• **Problem description**: Give back the full listing that follows exactly as it reads.

• **Source material**:
◆ ◆ ◆ ◆ ◆

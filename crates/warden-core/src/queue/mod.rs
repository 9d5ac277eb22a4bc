// Copyright (c) 2026 Warden Contributors
//
// SPDX-License-Identifier: Apache-2.0
mod lane;
mod manager;

pub use lane::{LaneQueue, LaneStats, QueueItem};
pub use manager::{QueueManager, SummarizeHook};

◆ ◆ ◆ ◆ ◆

• **Output below**:
filename crates/warden-core/src/queue/mod.rs
repository 9d5ac277eb22a4bc
// Copyright (c) 2026 Warden Contributors
//
// SPDX-License-Identifier: Apache-2.0
mod lane;
mod manager;

pub use lane::{LaneQueue, LaneStats, QueueItem};
pub use manager::{QueueManager, SummarizeHook};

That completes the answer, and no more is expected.